Low Temperature Delays the Effects of Ischemia in Bergmann Glia and in Cerebellar Tissue Swelling

Round 1

Reviewer 1 Report

This is a solid paper on the effect of hypothermia on cerebellar ischemia. The authors use mouse cerebellar slices and combine electrophysiological and morphological methods elegantly. They focus on radial Glial cells (Bergmann glia) and show that hypothermia can reduce the effects of ischemia on Bergman glia regulation of the extracellular homoestasis. Methods are sophisticated and clear, results are well and clearly presented, discussion is comprehensive.

 

Specific comments:
The main question, of course, is whether hypothermia can affect damage and/or recovery after neurological injury. This is a relevant and interesting topic, although the answer in general is well known: cooling is beneficial. Thus, the topic is not very „original“. This paper adds the specific behaviour of the Bergmann glia under ischemic and hypothermic conditions, thus adding another piece to a mosaic. The paper is very well written, clear and easy to read, the conclusions are consistent with the evidence and arguments presented and the main question is well addressed.

 

Author Response

We thank the referee for her/his positive feedback. We agree with the referee that the beneficial effects of cooling the brain are already known and our results confirm this. Our aim here was to focus on the reaction of Bergmann glia during edema formation and define whether hypothermia modulates this response. We believe that our findings provide new insights on the ‘behavior’ of Bergmann glia in response to drastic changes in ion and water contents distinctive of early phases of ischemia. We hope that our study, adding ‘another piece to a mosaic’ will help to understand the role played by astrocytes in the formation of cerebellar edema and the mechanisms by which hypothermia confers neuroprotection in the brain.

Reviewer 2 Report

The authors of the manuscript “Low temperature delays the effects of ischemia in Bergmann 

glia and in cerebellar tissue swelling” designed a set of interesting experiments to address the role of the temperature in regulating fluid osmosis during an experiment model of ischemia, namely OGD, and the function played by Bergmann glia in this process.

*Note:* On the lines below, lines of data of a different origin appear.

// threatpath-core/src/core/mod.rs
// ============================================================================
// Module: ThreatPath Core Types
// Description: Canonical data model shared across all pipeline stages.
// Purpose: Re-export identifiers, time, and stage artifacts.
// Dependencies: crate::core submodules
// ============================================================================

//! ## Overview
//! The core module holds the typed data model of the pipeline: events and
//! sessions, per-stage report artifacts, response decisions, and governance
//! records. All artifacts serialize as stable JSON and are immutable after
//! emission.

// ============================================================================
// SECTION: Modules
// ============================================================================

pub mod bounds;
pub mod decision;
pub mod event;
pub mod governance;
pub mod identifiers;
pub mod report;
pub mod time;

// ============================================================================
// SECTION: Re-Exports
// ============================================================================

pub use bounds::clamp_momentum;
pub use bounds::clamp_probability;
pub use bounds::clamp_score;
pub use bounds::clamp_threshold;
pub use decision::ActionClass;
pub use decision::ActionJustification;
pub use decision::ActionTarget;
pub use decision::ActionTargetKind;
pub use decision::ConfidenceAlignment;
pub use decision::DecisionExplainability;
pub use decision::RecommendedAction;
pub use decision::RejectedAction;
pub use decision::ResponseDecision;
pub use decision::RiskReduction;
pub use decision::UrgencyLevel;
pub use decision::VulnerabilityDetails;
pub use event::EnrichedEvent;
pub use event::Session;
pub use governance::DriftSample;
pub use governance::ExecutionRecord;
pub use governance::ExecutionReport;
pub use governance::ExecutionStatus;
pub use governance::GovernanceStatus;
pub use governance::LEDGER_GENESIS_HASH;
pub use governance::LedgerEntry;
pub use governance::MetricName;
pub use governance::ModelConfiguration;
pub use governance::TrendDirection;
pub use identifiers::ConfigVersionId;
pub use identifiers::CveId;
pub use identifiers::CweId;
pub use identifiers::EventId;
pub use identifiers::SessionId;
pub use identifiers::TechniqueId;
pub use report::BusinessRiskLevel;
pub use report::CurrentState;
pub use report::EvidenceSummary;
pub use report::PathPrediction;
pub use report::PathReport;
pub use report::PredictedScenario;
pub use report::PredictionSummary;
pub use report::ReactionTimeWindow;
pub use report::ScenarioRiskLevel;
pub use report::ScenarioType;
pub use report::TrajectoryExplainability;
pub use time::TimeError;
pub use time::Timestamp;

Overall, the experimental design is well conceived. Two main points raise doubts: 

 

1)    Figure 1B: lower and upper panel: The background of the visual field chosen to represent time 0 differs between the two controls. How the authors explain such a difference? Such an image does not seem to represent the value plotted in the corresponding graph.

 

2)    Figure 2. The variation in volume of the radial processes of the Bergmann glia was not investigated. Did other evidences show no role of these in regulating osmosis during OGD? What’s the role of the other glial cells? Did the authors collect data for microglia, astrocytes and oligodendrocytes? 

Author Response

We thank the referee for reviewing our manuscript on the effects of hypothermia on cerebellar ischemia. A point-by-point response detailing how we have dealt with the points raised by the reviewer is provided below.

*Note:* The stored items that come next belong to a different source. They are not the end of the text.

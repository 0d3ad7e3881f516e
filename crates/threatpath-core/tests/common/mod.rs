// threatpath-core/tests/common/mod.rs
// ============================================================================
// Module: Shared Test Fixtures
// Description: Event, session, and catalog builders for integration tests.
// ============================================================================
//! ## Overview
//! Builders shared by the core integration suites: enriched events with
//! minute-granular timestamps, sessionization shortcuts, and a small
//! in-memory catalog seeded with a KEV-listed CVE.

#![allow(
    dead_code,
    clippy::unwrap_used,
    clippy::expect_used,
    reason = "Test-only fixtures; not every suite uses every builder."
)]

use std::sync::Arc;

use threatpath_core::CveId;
use threatpath_core::CveRecord;
use threatpath_core::CweRecord;
use threatpath_core::EnrichedEvent;
use threatpath_core::EventId;
use threatpath_core::InMemoryVulnCatalog;
use threatpath_core::Session;
use threatpath_core::SessionBuilder;
use threatpath_core::TechniqueId;
use threatpath_core::Timestamp;
use threatpath_core::VulnIntel;

/// The KEV-listed CVE used across suites.
pub const KEV_CVE: &str = "CVE-2021-44228";

/// Builds an enriched event at the given minute offset.
#[must_use]
pub fn event(id: &str, technique: Option<&str>, minute: i64) -> EnrichedEvent {
    EnrichedEvent {
        event_id: EventId::from(id),
        timestamp: Timestamp::from_unix_millis(1_700_000_000_000 + minute * 60_000),
        user: Some("webfarm".to_string()),
        source_host: None,
        target_host: None,
        event_type: "security_alert".to_string(),
        protocol: None,
        mitre_technique: technique.map(TechniqueId::from),
        observed_cve_ids: Vec::new(),
        observed_cwe_ids: Vec::new(),
        confidence_score: 0.5,
        data_quality_score: 0.9,
        raw_text: None,
    }
}

/// Builds an event bound to a source host.
#[must_use]
pub fn event_on_host(id: &str, technique: Option<&str>, minute: i64, host: &str) -> EnrichedEvent {
    let mut built = event(id, technique, minute);
    built.source_host = Some(host.to_string());
    built
}

/// Sessionizes events with the default one-hour window.
#[must_use]
pub fn sessionize(events: Vec<EnrichedEvent>) -> Vec<Session> {
    SessionBuilder::default().build(events)
}

/// Sessionizes events and returns the single expected session.
#[must_use]
pub fn single_session(events: Vec<EnrichedEvent>) -> Session {
    let mut sessions = sessionize(events);
    assert_eq!(sessions.len(), 1, "fixture expects one session");
    sessions.remove(0)
}

/// Builds a catalog seeded with the KEV-listed Log4j CVE.
#[must_use]
pub fn kev_catalog() -> InMemoryVulnCatalog {
    let mut catalog = InMemoryVulnCatalog::new();
    catalog.insert_cve(KEV_CVE, CveRecord {
        cvss: 10.0,
        description: "Apache Log4j2 JNDI features do not protect against attacker controlled \
                      endpoints. Remote code execution follows."
            .to_string(),
        cwe_ids: vec!["CWE-20".into(), "CWE-502".into()],
        is_kev: true,
        kev_name: Some("Apache Log4j2 Remote Code Execution Vulnerability".to_string()),
    });
    catalog.insert_cwe("CWE-20", CweRecord {
        name: "Improper Input Validation".to_string(),
        abstraction: "Class".to_string(),
    });
    catalog.insert_cwe("CWE-502", CweRecord {
        name: "Deserialization of Untrusted Data".to_string(),
        abstraction: "Base".to_string(),
    });
    catalog
}

/// Wraps a catalog in the engine-facing intel cache.
#[must_use]
pub fn intel(catalog: InMemoryVulnCatalog) -> VulnIntel {
    VulnIntel::new(Arc::new(catalog))
}

/// Returns an intel cache over an empty catalog.
#[must_use]
pub fn empty_intel() -> VulnIntel {
    intel(InMemoryVulnCatalog::new())
}

/// Attaches an observed CVE to an event.
#[must_use]
pub fn with_cve(mut built: EnrichedEvent, cve: &str) -> EnrichedEvent {
    built.observed_cve_ids.push(CveId::from(cve));
    built
}
// threatpath-core/src/runtime/memory.rs
// ============================================================================
// Module: In-Memory Stores
// Description: In-memory catalog and governance store for tests and demos.
// Purpose: Provide deterministic implementations without external deps.
// Dependencies: crate::{core, interfaces}
// ============================================================================

//! ## Overview
//! This module provides simple in-memory implementations of [`VulnCatalog`]
//! and [`GovernanceStore`] for tests and local demos. They are not intended
//! for production use.

// ============================================================================
// SECTION: Imports
// ============================================================================

use std::collections::BTreeMap;
use std::sync::Mutex;

use crate::core::CveId;
use crate::core::CweId;
use crate::core::DriftSample;
use crate::core::LEDGER_GENESIS_HASH;
use crate::core::LedgerEntry;
use crate::core::MetricName;
use crate::core::ModelConfiguration;
use crate::interfaces::CatalogError;
use crate::interfaces::CveRecord;
use crate::interfaces::CweRecord;
use crate::interfaces::GovernanceError;
use crate::interfaces::GovernanceStore;
use crate::interfaces::GovernanceUpdate;
use crate::interfaces::VulnCatalog;

// ============================================================================
// SECTION: In-Memory Catalog
// ============================================================================

/// In-memory vulnerability catalog for tests and examples.
#[derive(Debug, Default, Clone)]
pub struct InMemoryVulnCatalog {
    /// CVE records keyed by identifier.
    cves: BTreeMap<CveId, CveRecord>,
    /// CWE records keyed by identifier.
    cwes: BTreeMap<CweId, CweRecord>,
}

impl InMemoryVulnCatalog {
    /// Creates an empty catalog.
    #[must_use]
    pub fn new() -> Self {
        Self::default()
    }

    /// Inserts a CVE record.
    pub fn insert_cve(&mut self, id: impl Into<CveId>, record: CveRecord) {
        self.cves.insert(id.into(), record);
    }

    /// Inserts a CWE record.
    pub fn insert_cwe(&mut self, id: impl Into<CweId>, record: CweRecord) {
        self.cwes.insert(id.into(), record);
    }
}

impl VulnCatalog for InMemoryVulnCatalog {
    fn batch_lookup_cves(&self, ids: &[CveId]) -> Result<BTreeMap<CveId, CveRecord>, CatalogError> {
        Ok(ids
            .iter()
            .filter_map(|id| self.cves.get(id).map(|record| (id.clone(), record.clone())))
            .collect())
    }

    fn batch_lookup_cwes(&self, ids: &[CweId]) -> Result<BTreeMap<CweId, CweRecord>, CatalogError> {
        Ok(ids
            .iter()
            .filter_map(|id| self.cwes.get(id).map(|record| (id.clone(), record.clone())))
            .collect())
    }
}

// ============================================================================
// SECTION: In-Memory Governance Store
// ============================================================================

/// Mutable governance state behind the store mutex.
#[derive(Debug, Default)]
struct GovernanceState {
    /// All configuration rows, insertion order.
    configurations: Vec<ModelConfiguration>,
    /// Ledger entries, insertion order.
    ledger: Vec<LedgerEntry>,
    /// Drift samples, insertion order.
    samples: Vec<DriftSample>,
}

/// In-memory governance store for tests and examples.
#[derive(Debug, Default)]
pub struct InMemoryGovernanceStore {
    /// Guarded state; single-writer discipline via the mutex.
    state: Mutex<GovernanceState>,
}

impl InMemoryGovernanceStore {
    /// Creates an empty governance store.
    #[must_use]
    pub fn new() -> Self {
        Self::default()
    }

    /// Runs a closure over the locked state.
    fn with_state<T>(
        &self,
        apply: impl FnOnce(&mut GovernanceState) -> Result<T, GovernanceError>,
    ) -> Result<T, GovernanceError> {
        let mut guard = self
            .state
            .lock()
            .map_err(|_| GovernanceError::Store("governance store mutex poisoned".to_string()))?;
        apply(&mut guard)
    }
}

impl GovernanceStore for InMemoryGovernanceStore {
    fn active_configuration(&self) -> Result<Option<ModelConfiguration>, GovernanceError> {
        self.with_state(|state| {
            let active: Vec<&ModelConfiguration> =
                state.configurations.iter().filter(|config| config.is_active).collect();
            match active.as_slice() {
                [] => Ok(None),
                [config] => Ok(Some((*config).clone())),
                many => Err(GovernanceError::ConfigurationConflict(format!(
                    "{} active configurations found",
                    many.len()
                ))),
            }
        })
    }

    fn install_genesis(&self, configuration: &ModelConfiguration) -> Result<(), GovernanceError> {
        self.with_state(|state| {
            if state.configurations.iter().any(|config| config.is_active) {
                return Err(GovernanceError::Invalid(
                    "an active configuration already exists".to_string(),
                ));
            }
            state.configurations.push(configuration.clone());
            Ok(())
        })
    }

    fn commit_update(&self, update: &GovernanceUpdate) -> Result<(), GovernanceError> {
        self.with_state(|state| {
            let Some(position) = state
                .configurations
                .iter()
                .position(|config| config.version_id == update.deactivate_version && config.is_active)
            else {
                return Err(GovernanceError::ConfigurationConflict(format!(
                    "active configuration {} not found",
                    update.deactivate_version
                )));
            };
            let head =
                state.ledger.last().map_or(LEDGER_GENESIS_HASH, |entry| entry.hash_id.as_str());
            if update.ledger_entry.previous_hash != head {
                return Err(GovernanceError::Corrupt(
                    "ledger entry does not chain from the current head".to_string(),
                ));
            }
            state.configurations[position].is_active = false;
            let mut configuration = update.new_configuration.clone();
            configuration.is_active = true;
            state.configurations.push(configuration);
            state.ledger.push(update.ledger_entry.clone());
            state.samples.extend(update.drift_samples.iter().cloned());
            Ok(())
        })
    }

    fn append_ledger_entry(&self, entry: &LedgerEntry) -> Result<(), GovernanceError> {
        self.with_state(|state| {
            let head =
                state.ledger.last().map_or(LEDGER_GENESIS_HASH, |chained| chained.hash_id.as_str());
            if entry.previous_hash != head {
                return Err(GovernanceError::Corrupt(
                    "ledger entry does not chain from the current head".to_string(),
                ));
            }
            state.ledger.push(entry.clone());
            Ok(())
        })
    }

    fn last_ledger_hash(&self) -> Result<String, GovernanceError> {
        self.with_state(|state| {
            Ok(state
                .ledger
                .last()
                .map_or_else(|| LEDGER_GENESIS_HASH.to_string(), |entry| entry.hash_id.clone()))
        })
    }

    fn ledger_entries_ascending(&self) -> Result<Vec<LedgerEntry>, GovernanceError> {
        self.with_state(|state| Ok(state.ledger.clone()))
    }

    fn recent_ledger_entries(&self, limit: usize) -> Result<Vec<LedgerEntry>, GovernanceError> {
        self.with_state(|state| Ok(state.ledger.iter().rev().take(limit).cloned().collect()))
    }

    fn ledger_entry_count(&self) -> Result<u64, GovernanceError> {
        self.with_state(|state| Ok(state.ledger.len() as u64))
    }

    fn configuration_history(
        &self,
        limit: usize,
    ) -> Result<Vec<ModelConfiguration>, GovernanceError> {
        self.with_state(|state| {
            Ok(state.configurations.iter().rev().take(limit).cloned().collect())
        })
    }

    fn drift_sample_series(
        &self,
        metric: MetricName,
        limit: usize,
    ) -> Result<Vec<DriftSample>, GovernanceError> {
        self.with_state(|state| {
            let matching: Vec<DriftSample> = state
                .samples
                .iter()
                .filter(|sample| sample.metric_name == metric)
                .cloned()
                .collect();
            let skip = matching.len().saturating_sub(limit);
            Ok(matching.into_iter().skip(skip).collect())
        })
    }
}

1) Referee is right. There was an error in importing the images at low temperatures and we now have inserted the good ones from the original data (see Figure 1B in the revised MS). However, it is important to clarify that even though the background light intensity was slightly different among experiments, during the data analysis we have calculated the variation of the transmitted light T relative to the background which normalizes the measures and reduces variability among experiments. This is explained in Materials and Methods section (lines 98-103) of the MS.

2) In this study, we focused on Bergmann glia end-feet because these contain high densities of AQP4, the most abundant water channel in the brain. It is noteworthy to underline that AQP4 expression is not homogeneous at the astrocytic cell membrane as it is highly enriched in astrocytic perivascular end-feet and glia limitans (Papadopoulos et al., 2007, Nicchia et al., 2008). Therefore, these astrocytic regions, at the interface between the brain and the associated liquid compartments, are strategic for water homeostasis.

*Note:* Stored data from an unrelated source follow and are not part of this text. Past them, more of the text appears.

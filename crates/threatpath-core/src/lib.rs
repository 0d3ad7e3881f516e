// threatpath-core/src/lib.rs
// ============================================================================
// Module: ThreatPath Core Library
// Description: Public API surface for the ThreatPath reasoning engine.
// Purpose: Expose the data model, knowledge base, interfaces, and runtime.
// Dependencies: crate::{core, interfaces, knowledge, runtime}
// ============================================================================

//! ## Overview
//! ThreatPath core implements the four-stage security reasoning engine:
//! session building, attack-path analysis, probabilistic trajectory
//! forecasting, and threshold-gated response decisions, together with the
//! governance computation that tunes autonomous authority from execution
//! feedback. It is backend-agnostic and integrates with catalogs and stores
//! through explicit interfaces.

// ============================================================================
// SECTION: Modules
// ============================================================================

pub mod core;
pub mod interfaces;
pub mod knowledge;
pub mod runtime;

// ============================================================================
// SECTION: Re-Exports
// ============================================================================

pub use self::core::*;

pub use interfaces::CatalogError;
pub use interfaces::CveRecord;
pub use interfaces::CweRecord;
pub use interfaces::GovernanceError;
pub use interfaces::GovernanceStore;
pub use interfaces::GovernanceUpdate;
pub use interfaces::VulnCatalog;
pub use runtime::CorrelationContext;
pub use runtime::DecisionEngine;
pub use runtime::InMemoryGovernanceStore;
pub use runtime::InMemoryVulnCatalog;
pub use runtime::IngestError;
pub use runtime::LearningEngine;
pub use runtime::LearningOutcome;
pub use runtime::PathAnalyzer;
pub use runtime::SessionBuilder;
pub use runtime::TrajectoryForecaster;
pub use runtime::TrustLedger;
pub use runtime::VulnIntel;
pub use runtime::load_events;
pub use runtime::verify_chain;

Nevertheless, we cannot exclude that Bergmann cell radial processes may also play a role in osmotic regulation during ischemia. During this study, we attempted to quantify the volume of the radial processes of Bergmann glia but the signal-to-noise ratio during confocal microscopy acquisition was too low to obtain stable and consistent recordings.

In contrast, very little information is available in the literature concerning the impact of ischemia on the volume of oligodendrocytes and microglia and on the contribution of these cells to water homeostasis. In fact, even though multiple, sometimes bivalent roles have been described for microglia and oligodendrocytes in ischemic conditions (for review: Hernández et al. 2021, Cells) a clear implication of these cells in water balance has not been reported. Moreover, importantly, Bergmann glial cells are the most abundant astrocyte in the Purkinje cell-molecular layers (Hoogland & DeZeeuw, 2015) whereas both microglia (Stowell et al. 2015) and oligodendrocytes precursors (NG2⁺-cells, Lin et al., 2005, Neuron) are sparse and present at very low density so that we do not expect a decisive role of these cells in osmotic regulation during ischemia. Still, future studies could examine the involvement of these glial cells, which may provide a more comprehensive understanding of the cellular mechanisms at play.

Round 2

Reviewer 2 Report

No further comments for the authors. My issues were addressed satisfactorily.